¿Dónde está el Asia?
Vanagloriabase un día Alcibíades ante Sócrates, su maestro, describiendo las extensas propiedades que poseía en las cercanías de Atenas. Luego de escucharlo pacientemente Sócrates desplegó ante él un enorme mapa geográfico. “Muéstrame ahora dónde está el Asia”, le pidió, y Alcibíades le señaló el inmenso continente. “Y ahora, dónde está Grecia”, y Alcibíades indicó el territorio helénico. Pero, ¡cuán limitada parecía Grecia, comparada con el continente asiático! “¿Y dónde está el Peloponeso?” interrogó el sabio. Alcibíades tuvo trabajo para hallar la famosa península, donde espartanos y atenienses habían cruzado armas en célebres batallas. “¿Y dónde está Ática?” En ese mapa era casi invisible. “Pues bien —remató Sócrates—, muéstrame dónde están tus extensas propiedades”. Evidentemente, no figuraban en ese mapa.
Uno de los principales peligros que militan contra el ministro es el de que se vuelva presuntuoso. Cuán insensatos son los que pretenden poseer grandes y extraordinarios talentos ministeriales. El mayor genio de este siglo no tiene más que un minúsculo grado de los inmensos tesoros de la ciencia universal. No debemos, pues, permitir que el orgullo domine nuestro corazón.
Dice el Evangelio que cuando Satanás tentó a Jesús, “le llevó… a un monte muy alto”. Y allí es a donde lleva al ministro: a un elevado monte de arrogancia, pretensión y orgullo. En esa situación, cuán oportuna es la pregunta. “¿Dónde está el Asia?”
Un anciano profesor, irritado ante un alumno vanidoso e infatuado, perdida la paciencia le dijo:
—Joven, si te pudiera comprar por lo que realmente vales, y luego venderte por lo que supones valer, me haría rico repentinamente.
Es tan fácil que el predicador, principalmente en los primeros años de su experiencia ministerial, sea arrastrado por la corriente del orgullo y la infatuación, que quién sabe si algún piadoso hermano, observando su altivez y arrogancia no esté pensando y diciéndose para sus adentros lo que el profesor le dijo a su vanidoso discípulo.

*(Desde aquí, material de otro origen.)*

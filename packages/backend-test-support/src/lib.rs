//! Shared helpers for the backend's test suites.
//!
//! Logging bootstrap, collision-free test data and assertions over the
//! problem+json error contract.

pub mod logging;
pub mod problem_details;
pub mod unique_helpers;
//! SeaORM adapter for the games table - generic over ConnectionTrait.

use sea_orm::sea_query::Expr;
use sea_orm::{
    ActiveModelTrait, ColumnTrait, ConnectionTrait, EntityTrait, NotSet, PaginatorTrait,
    QueryFilter, Set,
};
use time::OffsetDateTime;

use crate::entities::games;
use crate::infra::db_errors::OPTIMISTIC_LOCK_PREFIX;

pub mod dto;

pub use dto::{GameCreate, GameUpdate};

pub async fn find_by_id<C: ConnectionTrait>(
    conn: &C,
    game_id: i64,
) -> Result<Option<games::Model>, sea_orm::DbErr> {
    games::Entity::find_by_id(game_id).one(conn).await
}

/// Like [`find_by_id`] but a missing row is `RecordNotFound`.
pub async fn require_game<C: ConnectionTrait>(
    conn: &C,
    game_id: i64,
) -> Result<games::Model, sea_orm::DbErr> {
    find_by_id(conn, game_id)
        .await?
        .ok_or_else(|| sea_orm::DbErr::RecordNotFound(format!("Game {game_id} not found")))
}

pub async fn create_game<C: ConnectionTrait>(
    conn: &C,
    dto: GameCreate,
) -> Result<games::Model, sea_orm::DbErr> {
    let now = OffsetDateTime::now_utc();
    let game_active = games::ActiveModel {
        id: NotSet,
        user_id: Set(dto.user_id),
        deck: Set(dto.deck),
        hand: Set(dto.hand),
        finished: Set(dto.finished),
        user_won: Set(dto.user_won),
        round: Set(dto.round),
        lock_version: Set(1),
        created_at: Set(now),
        updated_at: Set(now),
    };

    game_active.insert(conn).await
}

/// Write the full game state if `lock_version` still matches, bumping it.
///
/// Zero affected rows means either the game is gone (`RecordNotFound`) or
/// someone else saved first (`Custom("OPTIMISTIC_LOCK:{...}")`).
pub async fn update_game<C: ConnectionTrait>(
    conn: &C,
    dto: GameUpdate,
) -> Result<games::Model, sea_orm::DbErr> {
    let now = OffsetDateTime::now_utc();

    let result = games::Entity::update_many()
        .col_expr(games::Column::Deck, Expr::value(dto.deck))
        .col_expr(games::Column::Hand, Expr::value(dto.hand))
        .col_expr(games::Column::Finished, Expr::value(dto.finished))
        .col_expr(games::Column::UserWon, Expr::value(dto.user_won))
        .col_expr(games::Column::Round, Expr::value(dto.round))
        .col_expr(games::Column::UpdatedAt, Expr::value(now))
        .col_expr(
            games::Column::LockVersion,
            Expr::col(games::Column::LockVersion).add(1),
        )
        .filter(games::Column::Id.eq(dto.id))
        .filter(games::Column::LockVersion.eq(dto.expected_version))
        .exec(conn)
        .await?;

    if result.rows_affected == 0 {
        return match find_by_id(conn, dto.id).await? {
            Some(current) => Err(sea_orm::DbErr::Custom(format!(
                "{OPTIMISTIC_LOCK_PREFIX}{{\"expected\":{},\"actual\":{}}}",
                dto.expected_version, current.lock_version
            ))),
            None => Err(sea_orm::DbErr::RecordNotFound(format!(
                "Game {} not found",
                dto.id
            ))),
        };
    }

    require_game(conn, dto.id).await
}

/// Finished games of `user_id` created at or after `since`: (played, won).
pub async fn count_finished_since<C: ConnectionTrait>(
    conn: &C,
    user_id: i64,
    since: OffsetDateTime,
) -> Result<(u64, u64), sea_orm::DbErr> {
    let finished = games::Entity::find()
        .filter(games::Column::UserId.eq(user_id))
        .filter(games::Column::Finished.eq(true))
        .filter(games::Column::CreatedAt.gte(since));

    let played = finished.clone().count(conn).await?;
    let won = finished
        .filter(games::Column::UserWon.eq(true))
        .count(conn)
        .await?;
    Ok((played, won))
}
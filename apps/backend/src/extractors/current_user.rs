//! Session-cookie extractors.
//!
//! `CurrentUser` rejects the request unless a live session points at an
//! existing user. `MaybeSession` never rejects; it only reports whether a
//! live session cookie came along.

use std::future::Future;
use std::pin::Pin;

use actix_web::dev::Payload;
use actix_web::{web, FromRequest, HttpRequest};

use crate::auth::session::{Session, SessionId};
use crate::db::require_db;
use crate::error::AppError;
use crate::errors::ErrorCode;
use crate::services::UserService;
use crate::state::app_state::AppState;

/// The authenticated caller, loaded from the database.
#[derive(Debug, Clone, PartialEq, Eq)]
pub struct CurrentUser {
    pub id: i64,
    pub username: String,
    pub session_id: SessionId,
}

#[derive(Debug, Clone, PartialEq, Eq)]
pub struct MaybeSession(pub Option<(SessionId, Session)>);

fn app_state(req: &HttpRequest) -> Result<web::Data<AppState>, AppError> {
    req.app_data::<web::Data<AppState>>()
        .cloned()
        .ok_or_else(|| AppError::internal("AppState not available"))
}

async fn resolve_session(req: &HttpRequest, state: &AppState) -> Option<(SessionId, Session)> {
    let cookie = req.cookie(state.session_config.cookie_name)?;
    let sid = SessionId::from(cookie.value().to_string());
    let session = state.sessions.get(&sid).await?;
    Some((sid, session))
}

impl FromRequest for MaybeSession {
    type Error = AppError;
    type Future = Pin<Box<dyn Future<Output = Result<Self, Self::Error>>>>;

    fn from_request(req: &HttpRequest, _payload: &mut Payload) -> Self::Future {
        let req = req.clone();
        Box::pin(async move {
            let state = app_state(&req)?;
            Ok(MaybeSession(resolve_session(&req, &state).await))
        })
    }
}

impl FromRequest for CurrentUser {
    type Error = AppError;
    type Future = Pin<Box<dyn Future<Output = Result<Self, Self::Error>>>>;

    fn from_request(req: &HttpRequest, _payload: &mut Payload) -> Self::Future {
        let req = req.clone();
        Box::pin(async move {
            let state = app_state(&req)?;
            let (session_id, session) = resolve_session(&req, &state)
                .await
                .ok_or_else(AppError::unauthorized)?;

            let db = require_db(&state)?;
            match UserService::new().require_user(db, session.user_id).await {
                Ok(user) => Ok(CurrentUser {
                    id: user.id,
                    username: user.username,
                    session_id,
                }),
                Err(e) if e.code() == ErrorCode::InvalidSession => {
                    tracing::warn!(user_id = session.user_id, "session refers to a missing user");
                    state.sessions.destroy(&session_id).await;
                    Err(e)
                }
                // a failed lookup says nothing about the session; keep it
                Err(e) => Err(e),
            }
        })
    }
}
//! One `request_completed` event per request, levelled by status class.

use std::future::{ready, Ready};
use std::time::Instant;

use actix_web::dev::{forward_ready, Service, ServiceRequest, ServiceResponse, Transform};
use actix_web::Error as ActixError;
use futures_util::future::LocalBoxFuture;
use tracing::{error, info, warn};

use crate::trace_ctx;

pub struct StructuredLogger;

impl<S, B> Transform<S, ServiceRequest> for StructuredLogger
where
    S: Service<ServiceRequest, Response = ServiceResponse<B>, Error = ActixError>,
    S::Future: 'static,
    B: 'static,
{
    type Response = ServiceResponse<B>;
    type Error = ActixError;
    type InitError = ();
    type Transform = StructuredLoggerMiddleware<S>;
    type Future = Ready<Result<Self::Transform, Self::InitError>>;

    fn new_transform(&self, service: S) -> Self::Future {
        ready(Ok(StructuredLoggerMiddleware { service }))
    }
}

pub struct StructuredLoggerMiddleware<S> {
    service: S,
}

impl<S, B> Service<ServiceRequest> for StructuredLoggerMiddleware<S>
where
    S: Service<ServiceRequest, Response = ServiceResponse<B>, Error = ActixError>,
    S::Future: 'static,
    B: 'static,
{
    type Response = ServiceResponse<B>;
    type Error = ActixError;
    type Future = LocalBoxFuture<'static, Result<Self::Response, Self::Error>>;

    forward_ready!(service);

    fn call(&self, req: ServiceRequest) -> Self::Future {
        let start = Instant::now();
        let method = req.method().to_string();
        let path = req.path().to_string();

        let fut = self.service.call(req);

        Box::pin(async move {
            let result = fut.await;

            let status = match &result {
                Ok(res) => res.status(),
                Err(err) => err.as_response_error().status_code(),
            };
            let trace_id = trace_ctx::trace_id();

            let elapsed_ms = start.elapsed().as_millis() as u64;
            let code = status.as_u16();

            if status.is_server_error() {
                error!(http.method = %method, url.path = %path, http.status_code = code, elapsed_ms, trace_id = %trace_id, "request_completed");
            } else if status.is_client_error() {
                warn!(http.method = %method, url.path = %path, http.status_code = code, elapsed_ms, trace_id = %trace_id, "request_completed");
            } else {
                info!(http.method = %method, url.path = %path, http.status_code = code, elapsed_ms, trace_id = %trace_id, "request_completed");
            }

            result
        })
    }
}
//! User repository functions for domain layer.

use sea_orm::ConnectionTrait;
use time::OffsetDateTime;

use crate::adapters::users_sea as users_adapter;
use crate::entities::users;
use crate::errors::domain::DomainError;

/// User domain model. Carries the password hash; never serialize it out.
#[derive(Debug, Clone, PartialEq, Eq)]
pub struct User {
    pub id: i64,
    pub username: String,
    pub password_hash: String,
    pub current_game_id: Option<i64>,
    pub created_at: OffsetDateTime,
    pub updated_at: OffsetDateTime,
}

impl From<users::Model> for User {
    fn from(m: users::Model) -> Self {
        Self {
            id: m.id,
            username: m.username,
            password_hash: m.password_hash,
            current_game_id: m.current_game_id,
            created_at: m.created_at,
            updated_at: m.updated_at,
        }
    }
}

pub async fn find_by_id<C: ConnectionTrait>(
    conn: &C,
    user_id: i64,
) -> Result<Option<User>, DomainError> {
    let user = users_adapter::find_by_id(conn, user_id).await?;
    Ok(user.map(User::from))
}

pub async fn find_by_username<C: ConnectionTrait>(
    conn: &C,
    username: &str,
) -> Result<Option<User>, DomainError> {
    let user = users_adapter::find_by_username(conn, username).await?;
    Ok(user.map(User::from))
}

/// Insert a user. A taken username surfaces as `ConflictKind::UsernameTaken`.
pub async fn create_user<C: ConnectionTrait>(
    conn: &C,
    username: &str,
    password_hash: &str,
) -> Result<User, DomainError> {
    let dto = users_adapter::UserCreate::new(username, password_hash);
    let user = users_adapter::create_user(conn, dto).await?;
    Ok(User::from(user))
}

pub async fn set_current_game<C: ConnectionTrait>(
    conn: &C,
    user_id: i64,
    game_id: i64,
) -> Result<(), DomainError> {
    users_adapter::set_current_game(conn, user_id, game_id).await?;
    Ok(())
}
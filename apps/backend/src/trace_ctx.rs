//! Per-request trace id held in task-local storage.
//!
//! `RequestTrace` opens the scope; anything running inside the request
//! future (handlers, extractors, error rendering) can read it back.

use tokio::task_local;

task_local! {
    static TRACE_ID: String;
}

/// Value used outside any request scope.
pub const UNKNOWN: &str = "unknown";

/// Trace id of the current request, or `"unknown"`.
pub fn trace_id() -> String {
    TRACE_ID
        .try_with(Clone::clone)
        .unwrap_or_else(|_| UNKNOWN.to_string())
}

/// Run `future` with `trace_id` visible to [`trace_id()`].
pub async fn with_trace_id<F, R>(trace_id: String, future: F) -> R
where
    F: std::future::Future<Output = R>,
{
    TRACE_ID.scope(trace_id, future).await
}
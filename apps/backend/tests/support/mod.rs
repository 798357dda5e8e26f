#![allow(dead_code)]

pub mod app_builder;

use backend::config::db::DbKind;
use backend::infra::state::build_state;
use backend::state::app_state::AppState;
use backend_test_support::unique_helpers::unique_username;
use sea_orm::DatabaseConnection;

/// Satisfies every registration rule.
pub const GOOD_PASSWORD: &str = "Secret#123";

/// Fresh in-memory SQLite database with migrations applied.
pub async fn test_state() -> AppState {
    build_state()
        .with_db(DbKind::SqliteMemory)
        .build()
        .await
        .expect("build in-memory test state")
}

pub fn db(state: &AppState) -> &DatabaseConnection {
    state.db().expect("test state has a database")
}

pub fn fresh_username() -> String {
    unique_username("player")
}
//! Serialization and deserialization for card types

use serde::{Deserialize, Deserializer, Serialize, Serializer};

use super::cards_types::{Card, CardKind, CardName};

impl Serialize for CardKind {
    fn serialize<S>(&self, serializer: S) -> Result<S::Ok, S::Error>
    where
        S: Serializer,
    {
        serializer.serialize_str(self.as_str())
    }
}

impl<'de> Deserialize<'de> for CardKind {
    fn deserialize<D>(deserializer: D) -> Result<Self, D::Error>
    where
        D: Deserializer<'de>,
    {
        let s = String::deserialize(deserializer)?;
        match s.as_str() {
            "Clubs" => Ok(CardKind::Clubs),
            "Diamonds" => Ok(CardKind::Diamonds),
            "Hearts" => Ok(CardKind::Hearts),
            "Spades" => Ok(CardKind::Spades),
            _ => Err(serde::de::Error::custom(format!("Invalid card kind: {s}"))),
        }
    }
}

impl Serialize for CardName {
    fn serialize<S>(&self, serializer: S) -> Result<S::Ok, S::Error>
    where
        S: Serializer,
    {
        serializer.serialize_str(self.as_str())
    }
}

#[derive(Serialize)]
struct CardOut {
    kind: CardKind,
    number: u8,
    #[serde(skip_serializing_if = "Option::is_none")]
    name: Option<CardName>,
}

// `name` is derived from `number`; whatever the client sends is ignored.
#[derive(Deserialize)]
struct CardIn {
    kind: CardKind,
    number: u8,
}

// Card serde (object form: {"kind":"Spades","number":1,"name":"Ace"})
impl Serialize for Card {
    fn serialize<S>(&self, serializer: S) -> Result<S::Ok, S::Error>
    where
        S: Serializer,
    {
        CardOut {
            kind: self.kind,
            number: self.number,
            name: self.name(),
        }
        .serialize(serializer)
    }
}

impl<'de> Deserialize<'de> for Card {
    fn deserialize<D>(deserializer: D) -> Result<Self, D::Error>
    where
        D: Deserializer<'de>,
    {
        let raw = CardIn::deserialize(deserializer)?;
        Card::new(raw.kind, raw.number).map_err(|e| serde::de::Error::custom(e.to_string()))
    }
}

#[cfg(test)]
mod tests {
    use serde_json::json;

    use super::*;

    #[test]
    fn named_cards_carry_name() {
        let c = Card::new(CardKind::Spades, 1).unwrap();
        assert_eq!(
            serde_json::to_value(c).unwrap(),
            json!({"kind": "Spades", "number": 1, "name": "Ace"})
        );
        let q = Card::new(CardKind::Hearts, 12).unwrap();
        assert_eq!(
            serde_json::to_value(q).unwrap(),
            json!({"kind": "Hearts", "number": 12, "name": "Queen"})
        );
    }

    #[test]
    fn pip_cards_omit_name() {
        let c = Card::new(CardKind::Clubs, 9).unwrap();
        let s = serde_json::to_string(&c).unwrap();
        assert_eq!(s, r#"{"kind":"Clubs","number":9}"#);
    }

    #[test]
    fn incoming_name_is_ignored() {
        let c: Card =
            serde_json::from_value(json!({"kind": "Diamonds", "number": 5, "name": "King"}))
                .unwrap();
        assert_eq!(c, Card::new(CardKind::Diamonds, 5).unwrap());
        assert_eq!(c.name(), None);
    }

    #[test]
    fn out_of_range_and_unknown_kind_rejected() {
        assert!(serde_json::from_value::<Card>(json!({"kind": "Clubs", "number": 0})).is_err());
        assert!(serde_json::from_value::<Card>(json!({"kind": "Clubs", "number": 14})).is_err());
        assert!(serde_json::from_value::<Card>(json!({"kind": "CLUBS", "number": 3})).is_err());
    }
}
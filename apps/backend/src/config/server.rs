use std::env;

use crate::error::AppError;

/// Listen address for the HTTP server.
#[derive(Debug, Clone, PartialEq, Eq)]
pub struct ServerConfig {
    pub host: String,
    pub port: u16,
}

impl ServerConfig {
    /// `BACKEND_HOST` (default `0.0.0.0`) and `BACKEND_PORT` (default 3001).
    pub fn from_env() -> Result<Self, AppError> {
        let host = env::var("BACKEND_HOST").unwrap_or_else(|_| "0.0.0.0".to_string());
        let port = match env::var("BACKEND_PORT") {
            Err(_) => 3001,
            Ok(raw) => raw
                .parse::<u16>()
                .map_err(|_| AppError::config(format!("BACKEND_PORT must be a port number, got '{raw}'")))?,
        };
        Ok(Self { host, port })
    }
}
use std::time::Duration;

use migration::{migrate, MigrationCommand};
use sea_orm::{ConnectOptions, Database, DatabaseConnection};

use crate::config::db::{db_url, DbKind};
use crate::error::AppError;

/// Connect to the database for `kind`. Does not run migrations.
pub async fn connect_db(kind: DbKind) -> Result<DatabaseConnection, AppError> {
    let url = db_url(kind)?;
    let mut opts = ConnectOptions::new(url);
    opts.connect_timeout(Duration::from_secs(5))
        .sqlx_logging(false);

    // Every in-memory SQLite connection is its own database.
    if kind == DbKind::SqliteMemory {
        opts.max_connections(1).min_connections(1);
    }

    let conn = Database::connect(opts).await?;
    Ok(conn)
}

/// Connect and bring the schema up to date.
pub async fn bootstrap_db(kind: DbKind) -> Result<DatabaseConnection, AppError> {
    let conn = connect_db(kind).await?;
    migrate(&conn, MigrationCommand::Up)
        .await
        .map_err(|e| AppError::config(format!("migrations failed: {e}")))?;
    tracing::info!(?kind, "database ready");
    Ok(conn)
}
use actix_web::{web, HttpResponse};
use sea_orm::{ConnectionTrait, Statement};
use serde::Serialize;
use time::format_description::well_known::Rfc3339;
use time::OffsetDateTime;

use crate::db::require_db;
use crate::error::AppError;
use crate::state::app_state::AppState;

#[derive(Debug, Serialize)]
struct HealthResponse {
    status: &'static str,
    app_version: &'static str,
    db: &'static str,
    time: String,
}

/// Always 200 while the process is serving; `db` reports connectivity.
async fn health(app_state: web::Data<AppState>) -> Result<HttpResponse, AppError> {
    let time = OffsetDateTime::now_utc()
        .format(&Rfc3339)
        .unwrap_or_else(|_| "unknown".to_string());

    let db = match require_db(&app_state) {
        Ok(conn) => {
            let probe = Statement::from_string(conn.get_database_backend(), "SELECT 1");
            match conn.query_one(probe).await {
                Ok(_) => "ok",
                Err(e) => {
                    tracing::warn!(error = %e, "health probe failed");
                    "error"
                }
            }
        }
        Err(_) => "unavailable",
    };

    Ok(HttpResponse::Ok().json(HealthResponse {
        status: "ok",
        app_version: env!("CARGO_PKG_VERSION"),
        db,
        time,
    }))
}

pub fn configure_routes(cfg: &mut web::ServiceConfig) {
    cfg.route("", web::get().to(health));
}
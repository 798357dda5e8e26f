use actix_web::{web, App, HttpServer};
use backend::config::db::DbKind;
use backend::config::server::ServerConfig;
use backend::infra::state::build_state;
use backend::middleware::{RequestTrace, StructuredLogger, TraceSpan};
use backend::routes;
use backend::state::session_config::SessionConfig;
use tracing::{error, info};

mod telemetry;

fn exit_with(what: &str, err: impl std::fmt::Display) -> ! {
    error!(error = %err, "{what}");
    eprintln!("{what}: {err}");
    std::process::exit(1);
}

#[actix_web::main]
async fn main() -> std::io::Result<()> {
    telemetry::init_tracing();

    // Environment comes from the runtime (docker env_file, or a sourced .env locally).
    let server = ServerConfig::from_env().unwrap_or_else(|e| exit_with("invalid server config", e));
    let db_kind = DbKind::from_env().unwrap_or_else(|e| exit_with("invalid DATABASE_KIND", e));
    let session_config =
        SessionConfig::from_env().unwrap_or_else(|e| exit_with("invalid session config", e));

    let app_state = build_state()
        .with_db(db_kind)
        .with_session_config(session_config)
        .build()
        .await
        .unwrap_or_else(|e| exit_with("failed to build application state", e));

    info!(host = %server.host, port = server.port, ?db_kind, "starting aces backend");

    let data = web::Data::new(app_state);

    HttpServer::new(move || {
        App::new()
            .wrap(StructuredLogger)
            .wrap(TraceSpan)
            .wrap(RequestTrace)
            .app_data(data.clone())
            .configure(routes::configure)
    })
    .bind((server.host.as_str(), server.port))?
    .run()
    .await
}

La vida y la muerte de Cristo constituyen una severa censura para toda especie de infatuación y orgullo existentes en el corazón de un ministro.
Orgullo del nacimiento o la ascendencia— “¿No es éste el hijo del carpintero?” (Mat. 13:55).
Orgullo del honor— “¿De Nazaret puede salir algo de bueno?” (Juan 1:46).
Orgullo del aspecto personal— “No hay parecer en él, ni hermosura” (Isa. 53:2).
Orgullo de la reputación— “Amigo de publicanos y de pecadores” (Luc. 7:34).
Orgullo de la erudición— “¿Cómo sabe éste letras, sin haber estudiado?” (Juan 7:15).
Orgullo de la superioridad— “Yo estoy entre vosotros como el que sirve” (Luc. 22:27).
Orgullo del éxito— “Despreciado y desechado entre los hombres” (Isa. 53:3).
Orgullo de la capacidad— “No puedo yo hacer nada por mí mismo” (Juan 5:30).
Orgullo del intelecto— “Según me enseñó el Padre, así hablo” (Juan 8:28).
Pero, ¿qué es el orgullo? Una estimación exagerada del propio individuo en relación con sus talentos, realizaciones, méritos o posición. Quien cultiva la virtud de la humildad no ignora el valor de los talentos, realizaciones y méritos personales, pero los atribuye a Dios y los somete a sus designios.
“Los que han tenido la experiencia más profunda en las cosas de Dios, son los más alejados del orgullo o engreimiento. Cuando los hombres tienen los más exaltados conceptos de la gloria y excelencia de Cristo, el yo se rebaja, y ellos sienten que el lugar más humilde en su servicio es demasiado honroso para ellos” (Obreros Evangélicos, pág. 338).
Después de haber predicado uno de sus más extraordinarios sermones, Henry Ward Beecher fue elogiado por uno de sus oyentes. Aproximándose al predicador el hombre le dijo:
—Dr. Beecher, usted es una de las personas más ilustres que conozco.
El talentoso ministro le respondió con sencillez:
—Pero el ilustre se ha olvidado de su propia persona.
Hoy es necesario que haya obreros con un espíritu tal.
El apóstol Pablo tenía una humilde opinión de su éxito y de sus triunfos como ministro y, con autoridad, nos advierte contra la sobreestimación propia (Rom. 12:3). Así pues, si acaso nos olvidáramos de este consejo y fuésemos asaltados por el deseo de considerar exageradamente los limitados dones ministeriales que poseemos, recordemos la pregunta formulada por el sabio: ¿Dónde está el Asia?